CreateSpace and Chernobyl

If you look in the right places, you’ll see the internet simmering this week over many different cases of plagiarism brought to light. Some of it is mind-boggling. Some is just pathetic.

Wait, didn’t I write this post last year? Yes, something similar. This may become an annual thing.

Amazon’s Kindle and CreateSpace may have been the best inventions in the world for self-published authors. (I may try to join the ranks of the self-published sometime soon, so I understand this very well.) But that same free, easy publishing (plus relatively high ebook royalty rates) has spurred a rash of brazen plagiarism and unethical, if original, for-profit writing.

Kindle and CreateSpace are to publishing as nuclear power is to the world’s energy future: incredibly useful if managed responsibly, but chronically lethal if not. Kindle and CreateSpace can be the California Gold Rush for some self-published authors. They can become Chernobyl for others.

Amazon does not tend to police uploaded work for plagiarism issues, only the more-sensationalized problems of outright pornography, child abuse, and extreme violence. (And even in those territories, Amazon seems to apply widely-varying standards.) It’s not Amazon’s core function to police intellectual property theft. The logistics alone are insane.

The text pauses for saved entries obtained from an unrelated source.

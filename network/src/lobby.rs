// SPDX-License-Identifier: MIT OR Apache-2.0

//! Room registry for the relay.
//!   * create_room / list_rooms / remove_room / verify_password
//!   * join / leave / broadcast for the WebSocket fan-out
//!   * broadcast LobbyEvent via tokio::sync::broadcast
//!
//! The registry carries no game semantics: a room is a broadcast domain
//! holding at most two players, plus the metadata the lobby screen shows.

use std::collections::HashMap;
use std::sync::Arc;
use std::time::Duration;

use serde::{Deserialize, Serialize};
use thiserror::Error;
use tokio::sync::{broadcast, mpsc, RwLock};
use tokio::task::JoinHandle;

use crate::{PlayerId, RoomId};

/// Occupancy status shown on the lobby screen.
#[derive(Debug, Clone, Copy, PartialEq, Eq, Serialize, Deserialize)]
#[serde(rename_all = "lowercase")]
pub enum RoomStatus {
    Waiting,
    Playing,
}

/// Public description of a room.
#[derive(Debug, Clone, PartialEq, Serialize, Deserialize)]
#[serde(rename_all = "camelCase")]
pub struct RoomInfo {
    /// Room identifier; the room name doubles as the id
    pub id: RoomId,
    pub name: String,
    pub host_name: String,
    /// Whether joining requires a password
    pub is_locked: bool,
    /// Winning threshold configured by the host
    pub win_score: u32,
    pub status: RoomStatus,
    pub player_count: usize,
    /// Memory set the room plays with
    pub memory_set_id: String,
}
// SPDX-License-Identifier: MIT OR Apache-2.0

//! Wire frame parsing: echo suppression, substring recognition and the
//! fallback chat path for unrecognized bodies.

use wordbattle_core::protocol::{parse, Inbound, Outbound};

#[test]
fn self_echo_is_discarded() {
    // Our own SCORE_UP fanned back by the relay must never count as an
    // opponent event.
    assert_eq!(parse("Player7", "Player7:SCORE_UP"), None);
    assert_eq!(parse("Player7", "Player7:MISS"), None);
    assert_eq!(parse("Player7", "Player7:RETRY"), None);
}

#[test]
fn opponent_commands_are_recognized() {
    assert_eq!(parse("Player7", "Rival:SCORE_UP"), Some(Inbound::Score));
    assert_eq!(parse("Player7", "Rival:MISS"), Some(Inbound::Miss));
    assert_eq!(parse("Player7", "Rival:RETRY"), Some(Inbound::Retry));
}

#[test]
fn recognition_is_by_substring() {
    assert_eq!(
        parse("Player7", "Rival:SCORE_UP please"),
        Some(Inbound::Score)
    );
    assert_eq!(parse("Player7", "Rival:a MISS here"), Some(Inbound::Miss));
}

#[test]
fn unrecognized_body_falls_back_to_chat() {
    assert_eq!(
        parse("Player7", "Rival:good luck!"),
        Some(Inbound::Chat {
            sender: Some("Rival".into()),
            text: "good luck!".into(),
        })
    );
    // No sender prefix at all.
    assert_eq!(
        parse("Player7", "hello"),
        Some(Inbound::Chat {
            sender: None,
            text: "hello".into(),
        })
    );
}

#[test]
fn round_trip_through_relay_frame() {
    let frame = Outbound::Retry.encode("Rival");
    assert_eq!(parse("Player7", &frame), Some(Inbound::Retry));
    let frame = Outbound::Name("Rival".into()).encode("Rival");
    assert_eq!(parse("Player7", &frame), Some(Inbound::Name("Rival".into())));
}

#[test]
fn similarly_named_players_are_distinct() {
    // "Player7" must not swallow frames from "Player77".
    assert_eq!(parse("Player7", "Player77:SCORE_UP"), Some(Inbound::Score));
}
// SPDX-License-Identifier: MIT OR Apache-2.0

//! WebSocket channel to a battle room.
//!
//! [`BattleChannel::connect`] opens the duplex channel addressed by
//! `(room, player)` and hands back an event stream. Sending is
//! fire-and-forget with no delivery acknowledgment; there is no keepalive
//! and no reconnection, a close simply ends the session.

use anyhow::{Context, Result};
use futures_util::{SinkExt, StreamExt};
use tokio::sync::mpsc;
use tokio_tungstenite::connect_async;
use tokio_tungstenite::tungstenite::protocol::Message;

/// Events surfaced by the channel, in arrival order.
#[derive(Debug, Clone, PartialEq)]
pub enum ChannelEvent {
    /// The transport is established
    Opened,
    /// A raw text frame arrived; self-echo filtering is the consumer's job
    Message(String),
    /// The transport closed, with the close code when the peer sent one
    Closed { code: Option<u16> },
}

/// Outbound frames queued to the writer task.
#[derive(Debug, Clone, PartialEq)]
pub enum Frame {
    Text(String),
    Close,
}

/// Fire-and-forget sender half of a room channel.
pub struct BattleChannel {
    outbound_tx: mpsc::UnboundedSender<Frame>,
}

impl BattleChannel {
    /// Open the channel to `ws_base/ws/{room_id}/{player_id}`.
    ///
    /// Returns the send handle and the inbound event stream. An `Opened`
    /// event is delivered first; a `Closed` event is always delivered
    /// last, whichever side initiated the close.
    pub async fn connect(
        ws_base: &str,
        room_id: &str,
        player_id: &str,
    ) -> Result<(Self, mpsc::UnboundedReceiver<ChannelEvent>)> {
        let url = format!(
            "{}/ws/{}/{}",
            ws_base.trim_end_matches('/'),
            room_id,
            player_id
        );
        let (stream, _response) = connect_async(&url)
            .await
            .with_context(|| format!("failed to open websocket to {url}"))?;
        tracing::debug!(%url, "room channel opened");

        let (mut sink, mut reader) = stream.split();
        let (events_tx, events_rx) = mpsc::unbounded_channel();
        let (outbound_tx, mut outbound_rx) = mpsc::unbounded_channel();

        let _ = events_tx.send(ChannelEvent::Opened);

        // Writer task: drains the outbound queue into the socket.
        tokio::spawn(async move {
            while let Some(frame) = outbound_rx.recv().await {
                match frame {
                    Frame::Text(text) => {
                        if sink.send(Message::Text(text)).await.is_err() {
                            break;
                        }
                    }
                    Frame::Close => {
                        let _ = sink.send(Message::Close(None)).await;
                        break;
                    }
                }
            }
        });

        // Reader task: forwards text frames and reports the close code.
        tokio::spawn(async move {
            let mut close_code = None;
            while let Some(message) = reader.next().await {
                match message {
                    Ok(Message::Text(text)) => {
                        if events_tx.send(ChannelEvent::Message(text)).is_err() {
                            return;
                        }
                    }
                    Ok(Message::Close(frame)) => {
                        close_code = frame.map(|f| u16::from(f.code));
                        break;
                    }
                    Ok(_) => {}
                    Err(e) => {
                        tracing::debug!(error = %e, "websocket read failed");
                        break;
                    }
                }
            }
            let _ = events_tx.send(ChannelEvent::Closed { code: close_code });
        });

        Ok((Self { outbound_tx }, events_rx))
    }

    /// Channel backed by a plain queue instead of a socket, for driving a
    /// session in tests.
    pub fn detached() -> (Self, mpsc::UnboundedReceiver<Frame>) {
        let (outbound_tx, outbound_rx) = mpsc::unbounded_channel();
        (Self { outbound_tx }, outbound_rx)
    }

    /// Queue a text frame. Best-effort: a send after close is dropped.
    pub fn send(&self, text: String) {
        if self.outbound_tx.send(Frame::Text(text)).is_err() {
            tracing::debug!("send after channel closed, dropping frame");
        }
    }

    /// Ask the writer to close the socket.
    pub fn close(&self) {
        let _ = self.outbound_tx.send(Frame::Close);
    }
}
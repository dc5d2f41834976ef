// SPDX-License-Identifier: MIT OR Apache-2.0

//! Async driver around the core battle state machine.
//!
//! Every transition is serialized through one `select!` loop: local
//! commands, relayed channel events and timer firings all funnel into
//! [`wordbattle_core::battle::BattleState::apply`] one at a time, which
//! stands in for the run-to-completion atomicity the state machine
//! assumes. Timers are spawned tasks that post round-tagged events back
//! into the loop; a timer that outlives its round is suppressed inside
//! the state machine, so nothing here needs explicit cancellation.

use std::sync::Arc;
use std::time::Duration;

use tokio::sync::{broadcast, mpsc, RwLock};
use tokio::task::JoinHandle;
use tokio::time::Instant;

use wordbattle_core::battle::{BattleEvent, BattleState, Effect};
use wordbattle_core::protocol::{self, Inbound, Outbound};
use wordbattle_core::{BattleConfig, Outcome};

use crate::channel::{BattleChannel, ChannelEvent};

/// Local player actions fed into the session.
#[derive(Debug, Clone)]
pub enum SessionCommand {
    /// The player answered the current problem correctly
    Correct,
    /// The player answered incorrectly
    Miss { problem: Option<String> },
    /// The player hit a wrong key
    Typo { expected: char },
    /// The player wants a rematch
    Retry,
    /// Freeform lobby chat
    Chat(String),
    /// Leave the battle and close the channel
    Leave,
}

/// Why the session ended.
#[derive(Debug, Clone, Copy, PartialEq, Eq)]
pub enum DisconnectReason {
    /// The relay rejected the room id (close code 4000)
    RoomNotFound,
    /// The room already held two players (close code 4001)
    RoomFull,
    /// The transport dropped or the peer went away
    ConnectionLost,
    /// The local player left
    Left,
}

impl DisconnectReason {
    fn from_close_code(code: Option<u16>) -> Self {
        match code {
            Some(4000) => DisconnectReason::RoomNotFound,
            Some(4001) => DisconnectReason::RoomFull,
            _ => DisconnectReason::ConnectionLost,
        }
    }
}

/// Events broadcast to session observers (HUD, CLI).
#[derive(Debug, Clone)]
pub enum SessionEvent {
    /// The channel opened
    Connected,
    /// The countdown value changed
    CountdownChanged(u8),
    /// A new round began; fetch a problem keyed by this token
    RoundStarted { round: u64 },
    /// Either score changed
    ScoresChanged { mine: u32, theirs: u32 },
    /// The opponent announced its display name
    OpponentNamed(String),
    /// The relay reported the room is full with two players
    Matched,
    /// Freeform chat line from the room
    Chat {
        sender: Option<String>,
        text: String,
    },
    /// The game ended
    GameOver { outcome: Outcome, duration: Duration },
    /// Both sides agreed to a rematch; a fresh countdown is running
    Restarted,
    /// The session is over
    Disconnected { reason: DisconnectReason },
}

/// Handle to a running battle session.
pub struct BattleSession {
    cmd_tx: mpsc::UnboundedSender<SessionCommand>,
    events_tx: broadcast::Sender<SessionEvent>,
    state: Arc<RwLock<BattleState>>,
    _task: JoinHandle<()>,
}

impl BattleSession {
    /// Spawn the session loop over an established channel.
    pub fn spawn(
        channel: BattleChannel,
        channel_events: mpsc::UnboundedReceiver<ChannelEvent>,
        player_name: String,
        config: BattleConfig,
    ) -> Self {
        let (cmd_tx, cmd_rx) = mpsc::unbounded_channel();
        let (events_tx, _keepalive_rx) = broadcast::channel(100);
        let state = Arc::new(RwLock::new(BattleState::new(config)));

        let driver = Driver {
            channel,
            player_name,
            state: state.clone(),
            events_tx: events_tx.clone(),
            game_started_at: None,
            last_close_code: None,
            leaving: false,
        };
        let task = tokio::spawn(driver.run(cmd_rx, channel_events, _keepalive_rx));

        Self {
            cmd_tx,
            events_tx,
            state,
            _task: task,
        }
    }

    /// Get a receiver for session events.
    pub fn subscribe(&self) -> broadcast::Receiver<SessionEvent> {
        self.events_tx.subscribe()
    }

    /// Snapshot of the current battle state.
    pub async fn state(&self) -> BattleState {
        self.state.read().await.clone()
    }

    /// Queue a local command; dropped if the session already ended.
    pub fn command(&self, cmd: SessionCommand) {
        if self.cmd_tx.send(cmd).is_err() {
            tracing::debug!("command after session end, dropping");
        }
    }

    pub fn answered_correctly(&self) {
        self.command(SessionCommand::Correct);
    }

    pub fn answered_wrong(&self, problem: Option<String>) {
        self.command(SessionCommand::Miss { problem });
    }

    pub fn request_retry(&self) {
        self.command(SessionCommand::Retry);
    }

    pub fn leave(&self) {
        self.command(SessionCommand::Leave);
    }
}

/// What the loop does after handling one event.
enum Flow {
    Continue,
    Stop,
}

struct Driver {
    channel: BattleChannel,
    player_name: String,
    state: Arc<RwLock<BattleState>>,
    events_tx: broadcast::Sender<SessionEvent>,
    /// Set when the first round of a game starts; cleared on restart.
    game_started_at: Option<Instant>,
    last_close_code: Option<u16>,
    leaving: bool,
}

impl Driver {
    async fn run(
        mut self,
        mut cmd_rx: mpsc::UnboundedReceiver<SessionCommand>,
        mut channel_rx: mpsc::UnboundedReceiver<ChannelEvent>,
        _keepalive_rx: broadcast::Receiver<SessionEvent>,
    ) {
        let (timer_tx, mut timer_rx) = mpsc::unbounded_channel::<BattleEvent>();

        loop {
            let event = tokio::select! {
                cmd = cmd_rx.recv() => self.map_command(cmd),
                chan = channel_rx.recv() => self.map_channel_event(chan),
                Some(timed) = timer_rx.recv() => Some(timed),
            };

            let Some(event) = event else { continue };
            // A close always ends the loop, even when the state machine
            // already saw one and treats the event as a no-op.
            let closing = matches!(event, BattleEvent::ChannelClosed);
            let effects = {
                let mut state = self.state.write().await;
                state.apply(event.clone())
            };
            self.emit_progress(&event).await;
            if let Flow::Stop = self.handle_effects(effects, &timer_tx).await {
                break;
            }
            if closing {
                break;
            }
        }
        tracing::debug!("session loop ended");
    }

    /// Translate a local command into a state machine event, handling the
    /// out-of-band ones (chat, leave) directly.
    fn map_command(&mut self, cmd: Option<SessionCommand>) -> Option<BattleEvent> {
        match cmd {
            None | Some(SessionCommand::Leave) => {
                self.leaving = true;
                self.channel.close();
                Some(BattleEvent::ChannelClosed)
            }
            Some(SessionCommand::Correct) => Some(BattleEvent::LocalCorrect),
            Some(SessionCommand::Miss { problem }) => Some(BattleEvent::LocalMiss { problem }),
            Some(SessionCommand::Typo { expected }) => Some(BattleEvent::LocalTypo { expected }),
            Some(SessionCommand::Retry) => Some(BattleEvent::LocalRetry),
            Some(SessionCommand::Chat(text)) => {
                self.channel
                    .send(Outbound::Chat(text).encode(&self.player_name));
                None
            }
        }
    }

    fn map_channel_event(&mut self, event: Option<ChannelEvent>) -> Option<BattleEvent> {
        match event {
            None => Some(BattleEvent::ChannelClosed),
            Some(ChannelEvent::Opened) => {
                let _ = self.events_tx.send(SessionEvent::Connected);
                // Announce our display name to the opponent.
                self.channel
                    .send(Outbound::Name(self.player_name.clone()).encode(&self.player_name));
                Some(BattleEvent::ChannelOpened)
            }
            Some(ChannelEvent::Closed { code }) => {
                self.last_close_code = code;
                Some(BattleEvent::ChannelClosed)
            }
            Some(ChannelEvent::Message(raw)) => {
                match protocol::parse(&self.player_name, &raw)? {
                    Inbound::Score => Some(BattleEvent::RemoteScore),
                    Inbound::Miss => Some(BattleEvent::RemoteMiss),
                    Inbound::Retry => Some(BattleEvent::RemoteRetry),
                    Inbound::Name(name) => Some(BattleEvent::RemoteName(name)),
                    Inbound::Matched => {
                        // Re-announce our name; a peer that joined after
                        // us missed the announcement made on open.
                        self.channel.send(
                            Outbound::Name(self.player_name.clone()).encode(&self.player_name),
                        );
                        let _ = self.events_tx.send(SessionEvent::Matched);
                        None
                    }
                    Inbound::Chat { sender, text } => {
                        let _ = self.events_tx.send(SessionEvent::Chat { sender, text });
                        None
                    }
                }
            }
        }
    }

    /// Report state changes tied to the event itself rather than to an
    /// effect: countdown digits, score updates, the opponent name.
    async fn emit_progress(&self, event: &BattleEvent) {
        match event {
            BattleEvent::CountdownTick { .. } => {
                let state = self.state.read().await;
                if state.phase == wordbattle_core::Phase::Countdown {
                    let _ = self
                        .events_tx
                        .send(SessionEvent::CountdownChanged(state.countdown));
                }
            }
            BattleEvent::LocalCorrect | BattleEvent::RemoteScore => {
                let state = self.state.read().await;
                let _ = self.events_tx.send(SessionEvent::ScoresChanged {
                    mine: state.my_score,
                    theirs: state.opponent_score,
                });
            }
            BattleEvent::RemoteName(name) => {
                let _ = self
                    .events_tx
                    .send(SessionEvent::OpponentNamed(name.clone()));
            }
            _ => {}
        }
    }

    async fn handle_effects(
        &mut self,
        effects: Vec<Effect>,
        timer_tx: &mpsc::UnboundedSender<BattleEvent>,
    ) -> Flow {
        let config = { self.state.read().await.config().clone() };
        for effect in effects {
            match effect {
                Effect::Send(outbound) => {
                    self.channel.send(outbound.encode(&self.player_name));
                }
                Effect::StartCountdown { round } => {
                    if round > 0 {
                        // A countdown at a non-zero token is a rematch.
                        self.game_started_at = None;
                        let _ = self.events_tx.send(SessionEvent::Restarted);
                    }
                    let _ = self
                        .events_tx
                        .send(SessionEvent::CountdownChanged(config.countdown_from));
                    spawn_countdown(timer_tx.clone(), round, config.countdown_from);
                }
                Effect::ScheduleAdvance { round } => {
                    spawn_timer(
                        timer_tx.clone(),
                        config.advance_delay,
                        BattleEvent::AdvanceElapsed { round },
                    );
                }
                Effect::ArmStallTimer { round } => {
                    spawn_timer(
                        timer_tx.clone(),
                        config.stall_timeout,
                        BattleEvent::StallElapsed { round },
                    );
                }
                Effect::RoundStarted { round } => {
                    if self.game_started_at.is_none() {
                        self.game_started_at = Some(Instant::now());
                    }
                    let _ = self.events_tx.send(SessionEvent::RoundStarted { round });
                }
                Effect::GameOver { outcome } => {
                    let duration = self
                        .game_started_at
                        .map(|t| t.elapsed())
                        .unwrap_or_default();
                    let _ = self
                        .events_tx
                        .send(SessionEvent::GameOver { outcome, duration });
                }
                Effect::Disconnected => {
                    let reason = if self.leaving {
                        DisconnectReason::Left
                    } else {
                        DisconnectReason::from_close_code(self.last_close_code)
                    };
                    let _ = self.events_tx.send(SessionEvent::Disconnected { reason });
                    return Flow::Stop;
                }
            }
        }
        Flow::Continue
    }
}

/// Tick the countdown once per second. One extra tick past zero moves
/// the held start cue into play. The ticks carry the round token they
/// were armed with; the state machine drops ticks from a countdown that
/// is no longer current.
fn spawn_countdown(timer_tx: mpsc::UnboundedSender<BattleEvent>, round: u64, from: u8) {
    tokio::spawn(async move {
        for _ in 0..=from {
            tokio::time::sleep(Duration::from_secs(1)).await;
            if timer_tx
                .send(BattleEvent::CountdownTick { round })
                .is_err()
            {
                return;
            }
        }
    });
}

fn spawn_timer(timer_tx: mpsc::UnboundedSender<BattleEvent>, after: Duration, event: BattleEvent) {
    tokio::spawn(async move {
        tokio::time::sleep(after).await;
        let _ = timer_tx.send(event);
    });
}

This is where the internet, search technology, and networks of authors and readers come in very handy – on both sides of the battle. Some estate/trust copyright holders are thrashing it out long after the contested works should have gone into public domain. Some living copyright holders are just now discovering their work has been stolen. Some plagiarists fall back on sympathy ploys or bizarre excuses. Some make return attacks, or escalate to criminal threats.

I am an unrepentant fanfiction writer. I draw the line at selling it in unchanged form (and frankly, most fanfiction can’t survive separation from the framing stories that inspired it).

Likewise, I can’t see the point in trying to pass off someone else’s unattributed original work as my own. The ease of research now makes that pure folly. I can copy and store any text, then compare it with online databases to see if anything matches. Public schools and universities are using more sophisticated versions of the same search technology to spot pirated term papers and other required assignments.

So anyone doing this, repeatedly and openly? Has to be young, or stupid, or obsessed with self-validation to a dangerous degree, or possibly all three. There are darker reasons, but I have good reason not to air them in public.

The world is very big and very connected. Similarities eventually get noticed.

Some writers plagiarize because they think that’s the only way they can build a huge backlist quickly enough to draw in maximum profits. (Their Amazon sales ranks usually tell the opposite story of steep drops in rank after publication, instead of the steady pulse of real word-of-mouth advertising.) They’re counting on sympathetic, credulous readers who will rise to defend them against any perceived attacker. When the plagiarist pirates images or text from a company known for aggressive intellectual property management, shit gets real. Expensive lawsuits happen, families are shocked, lives are ruined, and reputations are shattered.

The secret here is not – as I’ve begun to see in Twitter posts – ‘Don’t Get Caught!’

Don’t start plagiarizing for profit.